Hayward elementary school students are getting a boost to their reading skills through Cal State East Bay’s Read With the Pioneers program. Part of the Promise Neighborhoods program, Read with the Pioneers rewards young students with a chance to attend CSUEB sports events and be recognized for their interest in reading.
Last year, the Athletics Department partnered with Hayward elementary schools through Promise Neighborhoods, a federal grant-funded program focusing on promoting and improving education in low-income households. Hayward was one of 21 communities nationwide that received a grant from the U.S. Department of Education. CSUEB, the program administrator is using the grant money to expand community building efforts by working with elementary school students.
Read With the Pioneers encourages students from kindergarten through sixth grade to read appropriate grade level books. Every day for a month, students write down how many pages they have read and receive a signature from their parents. At the end of the month, students present the reading sheet to their teacher and schools turn in their totals to CSUEB.

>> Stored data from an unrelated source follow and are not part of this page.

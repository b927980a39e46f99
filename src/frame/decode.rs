use std::collections::{BTreeMap, HashMap};

use serde::Deserialize;
use serde_json::Value;
use tracing::debug;

use super::{Column, FieldDescriptor, FieldRole, Frame};
use crate::dispatch::WireResponse;
use crate::error::{QueryError, Result};

/// Every query is issued as a single target under this ref ID.
pub const REF_ID: &str = "A";

#[derive(Debug, Default, Deserialize)]
pub struct QueryEnvelope {
    #[serde(default)]
    pub results: HashMap<String, RefResult>,
}

#[derive(Debug, Default, Deserialize)]
pub struct RefResult {
    #[serde(default)]
    pub status: Option<u16>,
    #[serde(default)]
    pub frames: Vec<RawFrame>,
    #[serde(default)]
    pub error: Option<String>,
}

#[derive(Debug, Default, Deserialize)]
pub struct RawFrame {
    #[serde(default)]
    pub schema: RawSchema,
    #[serde(default)]
    pub data: RawData,
}

#[derive(Debug, Default, Deserialize)]
pub struct RawSchema {
    #[serde(default)]
    pub name: Option<String>,
    #[serde(default, rename = "refId")]
    pub ref_id: Option<String>,
    #[serde(default)]
    pub fields: Vec<RawField>,
}

#[derive(Debug, Default, Deserialize)]
pub struct RawField {
    #[serde(default)]
    pub name: String,
    #[serde(default, rename = "type")]
    pub field_type: Option<String>,
    #[serde(default)]
    pub labels: Option<BTreeMap<String, String>>,
    #[serde(default)]
    pub config: Option<RawFieldConfig>,
}

#[derive(Debug, Default, Deserialize)]
pub struct RawFieldConfig {
    #[serde(default, rename = "displayNameFromDS")]
    pub display_name_from_ds: Option<String>,
}

#[derive(Debug, Default, Deserialize)]
pub struct RawData {
    #[serde(default)]
    pub values: Vec<Vec<Value>>,
    #[serde(default)]
    pub entities: Vec<Option<Entities>>,
}

/// Row indexes of non-finite numbers, which JSON cannot carry inline.
#[derive(Debug, Default, Deserialize)]
pub struct Entities {
    #[serde(default, rename = "NaN")]
    pub nan: Vec<usize>,
    #[serde(default, rename = "Inf")]
    pub inf: Vec<usize>,
    #[serde(default, rename = "NegInf")]
    pub neg_inf: Vec<usize>,
}

#[derive(Debug, Default, Deserialize)]
struct ProxyErrorBody {
    #[serde(default)]
    message: Option<String>,
    #[serde(default)]
    error: Option<String>,
}

/// Decodes a 2xx body into the frames for `ref_id`.
pub fn decode_response(body: &[u8], ref_id: &str) -> Result<Vec<Frame>> {
    let envelope: QueryEnvelope = serde_json::from_slice(body)?;
    frames_for(envelope, ref_id)
}

/// Decodes any proxy response. Non-2xx answers become a backend error when
/// they carry one for `ref_id`, and an HTTP status error otherwise.
pub fn decode_wire_response(response: &WireResponse, ref_id: &str) -> Result<Vec<Frame>> {
    if response.is_success() {
        return decode_response(&response.body, ref_id);
    }

    if let Ok(mut envelope) = serde_json::from_slice::<QueryEnvelope>(&response.body) {
        if let Some(message) = envelope.results.get_mut(ref_id).and_then(|r| r.error.take()) {
            return Err(QueryError::BackendQuery {
                ref_id: ref_id.to_string(),
                message,
            });
        }
    }

    Err(QueryError::HttpStatus {
        status: response.status,
        message: proxy_error_message(&response.body),
    })
}

/// Grafana's `{"message": ...}` when present, the raw body otherwise.
pub fn proxy_error_message(body: &[u8]) -> String {
    serde_json::from_slice::<ProxyErrorBody>(body)
        .ok()
        .and_then(|b| b.message.or(b.error))
        .unwrap_or_else(|| String::from_utf8_lossy(body).trim().to_string())
}

fn frames_for(mut envelope: QueryEnvelope, ref_id: &str) -> Result<Vec<Frame>> {
    let Some(result) = envelope.results.remove(ref_id) else {
        debug!(ref_id, "response carries no result for ref id");
        return Ok(Vec::new());
    };

    if let Some(message) = result.error.filter(|e| !e.is_empty()) {
        return Err(QueryError::BackendQuery {
            ref_id: ref_id.to_string(),
            message,
        });
    }

    Ok(result
        .frames
        .into_iter()
        .map(|raw| decode_frame(raw, ref_id))
        .collect())
}

fn decode_frame(raw: RawFrame, ref_id: &str) -> Frame {
    let RawFrame { schema, data } = raw;

    let fields: Vec<FieldDescriptor> = schema
        .fields
        .into_iter()
        .map(|f| FieldDescriptor {
            role: FieldRole::from_type_tag(f.field_type.as_deref()),
            name: f.name,
            labels: f.labels.unwrap_or_default(),
            display_name: f.config.and_then(|c| c.display_name_from_ds),
        })
        .collect();

    let mut values = data.values.into_iter();
    let mut entities = data.entities.into_iter();
    let columns: Vec<Column> = fields
        .iter()
        .map_while(|field| {
            let cells = values.next()?;
            let entity = entities.next().flatten();
            Some(decode_column(field.role, cells, entity))
        })
        .collect();

    let frame = Frame::new(
        schema.name.unwrap_or_default(),
        schema.ref_id.unwrap_or_else(|| ref_id.to_string()),
        fields,
        columns,
    );
    if frame.row_count() == 0 && frame.columns.iter().any(|c| !c.is_empty()) {
        debug!(frame = %frame.name, "frame columns are inconsistent, treating as empty");
    }
    frame
}

fn decode_column(role: FieldRole, cells: Vec<Value>, entities: Option<Entities>) -> Column {
    match role {
        FieldRole::Time => Column::Time(cells.iter().map(decode_epoch_ms).collect()),
        FieldRole::Number => {
            let mut numbers: Vec<Option<f64>> = cells.iter().map(Value::as_f64).collect();
            if let Some(entities) = entities {
                let mut restore = |rows: &[usize], value: f64| {
                    for &row in rows {
                        if let Some(cell) = numbers.get_mut(row) {
                            *cell = Some(value);
                        }
                    }
                };
                restore(&entities.nan, f64::NAN);
                restore(&entities.inf, f64::INFINITY);
                restore(&entities.neg_inf, f64::NEG_INFINITY);
            }
            Column::Number(numbers)
        }
        FieldRole::String => Column::Text(
            cells
                .into_iter()
                .map(|c| match c {
                    Value::String(s) => Some(s),
                    _ => None,
                })
                .collect(),
        ),
        FieldRole::Other => Column::Other(cells),
    }
}

/// Epoch-ms timestamps arrive as integers or as floats depending on the
/// backend plugin.
fn decode_epoch_ms(cell: &Value) -> Option<i64> {
    match cell {
        Value::Number(n) => n.as_i64().or_else(|| n.as_f64().filter(|f| f.is_finite()).map(|f| f as i64)),
        _ => None,
    }
}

Associate Athletic Director of Marketing and Promotion Dawn Ellerbe noted how the program helped one fourth grade boy at Fairview Elementary School. The student showed disinterest in schoolwork but considerably changed his attitude towards reading and homework after participating. The student’s teacher revealed to Ellerbe that the boy’s original motivation to do well in school was to be able to attend CSUEB events.
All students who participate receive a certificate of accomplishment, T-shirt, $5 gift certificate to use in the Pioneer bookstore towards the purchase of a book and four tickets to the Jan. 20 women’s home basketball game against California State University San Bernadino. The elementary school whose students read the most will be awarded a commemorative plaque. Two students from each school, one boy and one girl, who read the most will be awarded a plaque or trophy, a gift bag of CSUEB Athletics-related items and be recognized during halftime.
At Fairview and East Avenue, two of the six elementary schools that participated this year, 82 students read over 44,000 pages, a significant improvement over the 15 participants in 2010, said Ellerbe.
“We hope programs like this will allow kids who have never thought of going to college to be more involved in reading and consider a future at (CSUEB),” Ellerbe said. “One thing the university takes pride in is our community engagement. We want to build relationships with partners from our community, and go beyond just community service.”